Clinical Mass Spectrometry Laboratory, Clinical Research Institute, Affiliated Nanhua Hospital, University of South China, Hengyang, PR China.
Endocrine Department, Affiliated Nanhua Hospital, University of South China, Hengyang, PR China.
Hum Exp Toxicol. 2023 Jan-Dec;42:9603271231217992. doi: 10.1177/09603271231217992.
: Adipose tissue is a dynamic endocrine organ that plays a key role in regulating metabolic homeostasis. Previous studies confirmed that bisphenol A (BPA) or fructose can interfere with the function of adipose tissue. Nonetheless, knowledge on how exposure to BPA and fructose impacts energy metabolism in adipose tissue remains limited.: To determine impact of combined chronic exposure to low-dose bisphenol A and fructose on serum adipocytokines and the energy target metabolome in white adipose tissue.: 57 energy metabolic intermediates in adipose tissue and 7 adipocytokines in serum from Sprague Dawley rats were examined after combined exposure to two levels of BPA (lower dose: 0.25, and higher dose: 25 μg/kg every other day) and 5% fructose for 6 months.: combined exposure to lower-dose BPA and fructose significantly increased omentin-1, pyruvic acid, adenosine triphosphate (ATP), adenosine monophosphate (AMP), inosine monophosphate (IMP), inosine, and l-lactate; however, these parameters were not significantly affected by higher-dose BPA combined with fructose. Interestingly, the level of succinate (an intermediate of the citric acid cycle) increased dose-dependently in adipose tissue, and the level of apelin 13 (a versatile adipocytokine) decreased dose-dependently in serum after combined exposure to BPA and fructose. Phosphoenolpyruvic acid, phenyl-lactate, and ornithine were significantly correlated with asprosin, omentin-1, apelin, apelin 13, and adiponectin, while l-tyrosine was significantly correlated with irisin and a-FABP under combined exposure to BPA and fructose.: these findings indicated that lower-dose BPA combined with fructose could amplify the impact on glycolysis, energy storage, and purine nucleotide biosynthesis in adipose tissue, and adipocytokines, such as omentin-1 and apelin 13, may be related to metabolic interference induced by BPA and fructose exposure.

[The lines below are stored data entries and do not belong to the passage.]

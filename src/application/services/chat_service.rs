use std::sync::Arc;

use crate::application::ports::{LlmClient, LlmClientError, SessionStore};
use crate::domain::{SessionId, Turn};
use crate::infrastructure::observability::sanitize_prompt;

use super::prompt_builder::PromptBuilder;
use super::response_formatter::format_chat_reply;

pub struct ChatService<L>
where
    L: LlmClient,
{
    llm_client: Arc<L>,
    session_store: Arc<dyn SessionStore>,
    prompt_builder: PromptBuilder,
}

impl<L> ChatService<L>
where
    L: LlmClient,
{
    pub fn new(
        llm_client: Arc<L>,
        session_store: Arc<dyn SessionStore>,
        prompt_builder: PromptBuilder,
    ) -> Self {
        Self {
            llm_client,
            session_store,
            prompt_builder,
        }
    }

    /// Runs one conversational exchange.
    ///
    /// The prompt is built from a history snapshot; no store lock is held while the
    /// provider is called. The user and assistant turns are recorded together only
    /// after a successful reply, so a failed exchange leaves the session untouched.
    #[tracing::instrument(skip(self, session_id, message), fields(session_id = tracing::field::Empty))]
    pub async fn chat(
        &self,
        session_id: Option<SessionId>,
        message: &str,
    ) -> Result<ChatReply, ChatError> {
        let message = message.trim();
        if message.is_empty() {
            return Err(ChatError::EmptyMessage);
        }

        let session_id = session_id.unwrap_or_default();
        tracing::Span::current().record("session_id", session_id.as_str());
        tracing::debug!(prompt = %sanitize_prompt(message), "Processing chat message");

        let session = self.session_store.get_or_create(&session_id).await;
        let request = self.prompt_builder.chat(&session, message);

        let raw_reply = self.llm_client.complete(&request).await?;
        let reply = format_chat_reply(&raw_reply);

        self.session_store
            .append_all(
                &session_id,
                vec![Turn::user(message), Turn::assistant(reply.as_str())],
            )
            .await;

        tracing::info!(history_turns = session.len() + 2, "Chat exchange recorded");

        Ok(ChatReply { session_id, reply })
    }

    /// Sends the canned connectivity prompt to the provider.
    #[tracing::instrument(skip(self))]
    pub async fn probe(&self) -> Result<String, LlmClientError> {
        let request = self.prompt_builder.connectivity_probe();
        let reply = self.llm_client.complete(&request).await?;
        Ok(format_chat_reply(&reply))
    }

    pub fn provider_configured(&self) -> bool {
        self.llm_client.has_credential()
    }

    pub fn model(&self) -> &str {
        self.llm_client.model()
    }
}

#[derive(Debug, Clone)]
pub struct ChatReply {
    pub session_id: SessionId,
    pub reply: String,
}

#[derive(Debug, thiserror::Error)]
pub enum ChatError {
    #[error("message must not be empty")]
    EmptyMessage,
    #[error("completion: {0}")]
    Completion(#[from] LlmClientError),
}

脂肪组织是一个动态的内分泌器官,在调节代谢平衡方面起着关键作用。先前的研究证实,双酚 A(BPA)或果糖会干扰脂肪组织的功能。尽管如此,关于 BPA 和果糖暴露如何影响脂肪组织的能量代谢知之甚少。
确定慢性低剂量 BPA 和果糖联合暴露对白色脂肪组织血清脂肪细胞因子和能量靶代谢组的影响。
对 Sprague Dawley 大鼠在联合暴露于两种剂量的 BPA(低剂量:0.25μg/kg,每隔一天;高剂量:25μg/kg,每隔一天)和 5%果糖 6 个月后,检测脂肪组织中的 57 种能量代谢中间产物和血清中的 7 种脂肪细胞因子。
联合暴露于低剂量 BPA 和果糖显著增加了网膜素-1、丙酮酸、三磷酸腺苷(ATP)、一磷酸腺苷(AMP)、次黄嘌呤单磷酸(IMP)、次黄嘌呤和 l-乳酸;然而,高剂量 BPA 联合果糖联合暴露对这些参数没有显著影响。有趣的是,琥珀酸(柠檬酸循环的中间产物)的水平在脂肪组织中呈剂量依赖性增加,而血清中阿立新 13(一种多功能脂肪细胞因子)的水平在 BPA 和果糖联合暴露后呈剂量依赖性降低。磷酸烯醇丙酮酸、苯乳酸和鸟氨酸与胰高血糖素原、网膜素-1、阿立新、阿立新 13 和脂联素显著相关,而 l-酪氨酸与 BPA 和果糖联合暴露下的鸢尾素和 a-FABP 显著相关。
低剂量 BPA 联合果糖可放大对脂肪组织糖酵解、能量储存和嘌呤核苷酸生物合成的影响,而脂肪细胞因子,如网膜素-1 和阿立新 13,可能与 BPA 和果糖暴露引起的代谢干扰有关。